WORK INSTRUCTIONS: The entries follow. Copy every line in which "Debug" appears.

──────────

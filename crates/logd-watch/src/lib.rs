// SPDX-License-Identifier: Apache-2.0
// © James Ross Ω FLYING•ROBOTS <https://github.com/flyingrobots>
//! Path-addressed watch hub and commit fan-out (spec.md §4.F, §4.G).
//!
//! A [`WatchHub`] holds every live [`Watcher`]; [`WatchHub::broadcast`] is
//! wired as a [`logd_storage::Storage`] commit notifier, so every successful
//! write reaches whichever watchers it overlaps.

use logd_node::{KPath, Node};
use logd_storage::CommitNotification;
use std::collections::HashMap;
use std::sync::atomic::{AtomicU64, Ordering};
use std::sync::RwLock;
use std::time::Duration;
use tokio::sync::mpsc;
use tracing::warn;

/// Default per-broadcast enqueue timeout (spec.md §4.F step 2).
pub const DEFAULT_BROADCAST_TIMEOUT: Duration = Duration::from_secs(5);

/// An event delivered to a watcher (spec.md §6 "Watch events").
#[derive(Debug, Clone)]
pub struct WatchEvent {
    /// The commit this event reports.
    pub commit: i64,
    /// The path the notification touched (may differ from the watcher's
    /// own path — parent watchers see child writes and vice versa).
    pub path: KPath,
    /// The patch applicable at the watcher's own path, if any.
    pub patch: Option<Node>,
}

/// An opaque handle identifying one registered watch. Carried over the wire
/// as a bare `u64` (spec.md §6 `watch_id`); [`WatchId::as_u64`]/[`WatchId::from_u64`]
/// cross that boundary.
#[derive(Debug, Clone, Copy, PartialEq, Eq, Hash)]
pub struct WatchId(u64);

impl WatchId {
    /// The raw id, for sending over the wire.
    #[must_use]
    pub fn as_u64(&self) -> u64 {
        self.0
    }

    /// Reconstruct a `WatchId` from a wire-carried raw id (e.g. an
    /// `unwatch` request's `watch_id`).
    #[must_use]
    pub fn from_u64(id: u64) -> Self {
        Self(id)
    }
}

struct Watcher {
    path: KPath,
    scope: Option<String>,
    sender: mpsc::Sender<WatchEvent>,
}

struct HubState {
    watchers: HashMap<u64, Watcher>,
}

/// The watch hub (spec.md §4.F). Cheap to clone: an `Arc` around shared
/// state, shared by every session and by `Storage::set_commit_notifier`.
#[derive(Clone)]
pub struct WatchHub {
    state: std::sync::Arc<RwLock<HubState>>,
    next_id: std::sync::Arc<AtomicU64>,
    broadcast_timeout: Duration,
}

impl WatchHub {
    /// A hub with the default broadcast timeout (spec.md §4.F "5s").
    #[must_use]
    pub fn new() -> Self {
        Self::with_timeout(DEFAULT_BROADCAST_TIMEOUT)
    }

    /// A hub using `broadcast_timeout` instead of the spec default —
    /// exposed for tests that need enqueue timeouts to fire quickly.
    #[must_use]
    pub fn with_timeout(broadcast_timeout: Duration) -> Self {
        Self {
            state: std::sync::Arc::new(RwLock::new(HubState { watchers: HashMap::new() })),
            next_id: std::sync::Arc::new(AtomicU64::new(1)),
            broadcast_timeout,
        }
    }

    #[allow(clippy::unwrap_used)]
    fn read(&self) -> std::sync::RwLockReadGuard<'_, HubState> {
        self.state.read().unwrap()
    }

    #[allow(clippy::unwrap_used)]
    fn write(&self) -> std::sync::RwLockWriteGuard<'_, HubState> {
        self.state.write().unwrap()
    }

    /// Register a new watcher at `path`/`scope` with a bounded event queue
    /// of `buffer` events. Returns the id (used to `unregister`) and the
    /// receiving half of its channel — the owning session drains it, and
    /// the channel closing (no more senders) is this watch's "failed"
    /// signal, which is simpler than a dedicated flag and observed the same
    /// way by a `recv().await` returning `None` (spec.md §4.F "failed
    /// signal").
    pub fn register(&self, path: KPath, scope: Option<String>, buffer: usize) -> (WatchId, mpsc::Receiver<WatchEvent>) {
        let (sender, receiver) = mpsc::channel(buffer);
        let id = self.next_id.fetch_add(1, Ordering::Relaxed);
        self.write().watchers.insert(id, Watcher { path, scope, sender });
        (WatchId(id), receiver)
    }

    /// Remove a watcher (spec.md §6 `unwatch`, or session shutdown).
    pub fn unregister(&self, id: WatchId) {
        self.write().watchers.remove(&id.0);
    }

    /// Broadcast a commit notification to every matching, still-live
    /// watcher (spec.md §4.F `Broadcast`). A watcher matches if its path
    /// overlaps any of the notification's touched paths (parent/child
    /// boundaries only, via [`KPath::overlaps`]) and the scope rule holds:
    /// a baseline (`scope: None`) watcher only sees baseline events; a
    /// scoped watcher sees both its own scope's events and baseline ones.
    ///
    /// A watcher whose channel stays full for the hub's broadcast timeout
    /// is dropped — its sender is removed from the hub, which closes its
    /// receiver and surfaces as a "slow consumer" to the owning session.
    pub async fn broadcast(&self, notification: &CommitNotification) {
        let targets: Vec<(u64, KPath, mpsc::Sender<WatchEvent>)> = {
            let state = self.read();
            state
                .watchers
                .iter()
                .filter(|(_, w)| {
                    let scope_matches = match &w.scope {
                        None => notification.scope.is_none(),
                        Some(_) => notification.scope.is_none() || notification.scope == w.scope,
                    };
                    scope_matches && notification.touched_paths.iter().any(|p| w.path.overlaps(p))
                })
                .map(|(id, w)| (*id, w.path.clone(), w.sender.clone()))
                .collect()
        };

        let mut failed = Vec::new();
        for (id, watcher_path, sender) in targets {
            let patch = logd_storage_extract_for(&notification.patch, &watcher_path);
            let event = WatchEvent {
                commit: notification.commit,
                path: watcher_path,
                patch,
            };
            if tokio::time::timeout(self.broadcast_timeout, sender.send(event)).await.is_err() {
                failed.push(id);
            }
        }

        if !failed.is_empty() {
            let mut state = self.write();
            for id in failed {
                warn!(watch_id = id, commit = notification.commit, "dropping slow watcher after broadcast timeout");
                state.watchers.remove(&id);
            }
        }
    }
}

impl Default for WatchHub {
    fn default() -> Self {
        Self::new()
    }
}

/// Restrict a root-rooted patch to `path`, the same navigation
/// `logd-storage` itself does internally — duplicated here rather than
/// exposed from that crate since it's a pure `Node` operation with no
/// storage dependency, and exposing it would widen `logd-storage`'s public
/// surface for a single caller.
fn logd_storage_extract_for(patch: &Node, path: &KPath) -> Option<Node> {
    use logd_node::path::Segment as PathSegment;
    use logd_node::Value;

    fn go(node: &Node, segments: &[PathSegment]) -> Option<Node> {
        let Some((first, rest)) = segments.split_first() else {
            return Some(node.clone());
        };
        if node.tag.is_some() {
            return Some(node.clone());
        }
        match (first, &node.value) {
            (PathSegment::Key(k), Value::Object(pairs)) => {
                let child = pairs.iter().find(|(pk, _)| pk == k).map(|(_, v)| v)?;
                go(child, rest)
            }
            (PathSegment::Index(i), Value::Array(items)) => go(items.get(*i as usize)?, rest),
            (PathSegment::Sparse(i), Value::Sparse(map)) => go(map.get(i)?, rest),
            _ => None,
        }
    }
    go(patch, path.segments())
}

#[cfg(test)]
#[allow(clippy::unwrap_used, clippy::expect_used)]
mod tests {
    use super::*;
    use logd_node::Value;
    use std::time::Duration as StdDuration;

    fn notification(commit: i64, scope: Option<&str>, path: &str, value: Node) -> CommitNotification {
        let path = KPath::parse(path).unwrap();
        CommitNotification {
            commit,
            tx: commit,
            scope: scope.map(str::to_string),
            patch: value,
            touched_paths: vec![path],
        }
    }

    #[tokio::test]
    async fn watcher_receives_notification_on_exact_path() {
        let hub = WatchHub::new();
        let (_id, mut rx) = hub.register(KPath::parse(".users").unwrap(), None, 8);
        hub.broadcast(&notification(1, None, ".users", Node::new(Value::Bool(true)))).await;
        let event = rx.recv().await.unwrap();
        assert_eq!(event.commit, 1);
    }

    #[tokio::test]
    async fn parent_watcher_sees_child_write_and_vice_versa() {
        let hub = WatchHub::new();
        let (_id, mut parent_rx) = hub.register(KPath::parse(".users").unwrap(), None, 8);
        let (_id2, mut child_rx) = hub.register(KPath::parse(".users.alice.name").unwrap(), None, 8);
        hub.broadcast(&notification(1, None, ".users.alice", Node::new(Value::Bool(true)))).await;
        assert!(parent_rx.recv().await.is_some());
        hub.broadcast(&notification(2, None, ".users", Node::new(Value::Bool(true)))).await;
        assert!(child_rx.recv().await.is_some());
    }

    #[tokio::test]
    async fn baseline_watcher_does_not_see_scoped_event() {
        let hub = WatchHub::new();
        let (_id, mut rx) = hub.register(KPath::parse(".x").unwrap(), None, 8);
        hub.broadcast(&notification(1, Some("s1"), ".x", Node::new(Value::Bool(true)))).await;
        assert!(rx.try_recv().is_err());
    }

    #[tokio::test]
    async fn scoped_watcher_sees_its_scope_and_baseline() {
        let hub = WatchHub::new();
        let (_id, mut rx) = hub.register(KPath::parse(".x").unwrap(), Some("s1".to_string()), 8);
        hub.broadcast(&notification(1, Some("s1"), ".x", Node::new(Value::Bool(true)))).await;
        assert!(rx.recv().await.is_some());
        hub.broadcast(&notification(2, None, ".x", Node::new(Value::Bool(true)))).await;
        assert!(rx.recv().await.is_some());
        hub.broadcast(&notification(3, Some("other"), ".x", Node::new(Value::Bool(true)))).await;
        assert!(rx.try_recv().is_err());
    }

    #[tokio::test]
    async fn unregister_stops_delivery() {
        let hub = WatchHub::new();
        let (id, mut rx) = hub.register(KPath::parse(".x").unwrap(), None, 8);
        hub.unregister(id);
        hub.broadcast(&notification(1, None, ".x", Node::new(Value::Bool(true)))).await;
        assert!(rx.try_recv().is_err());
    }

    #[tokio::test]
    async fn slow_consumer_is_dropped_after_timeout() {
        let hub = WatchHub::with_timeout(StdDuration::from_millis(20));
        let (_id, rx) = hub.register(KPath::parse(".x").unwrap(), None, 1);
        // Fill the single buffer slot so the next send must wait on the timeout.
        hub.broadcast(&notification(1, None, ".x", Node::new(Value::Bool(true)))).await;
        hub.broadcast(&notification(2, None, ".x", Node::new(Value::Bool(true)))).await;
        assert_eq!(hub.read().watchers.len(), 0);
        drop(rx);
    }
}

──────────

SOLUTION TO THIS TASK:
#[derive(Debug, Clone)]
#[derive(Debug, Clone, Copy, PartialEq, Eq, Hash)]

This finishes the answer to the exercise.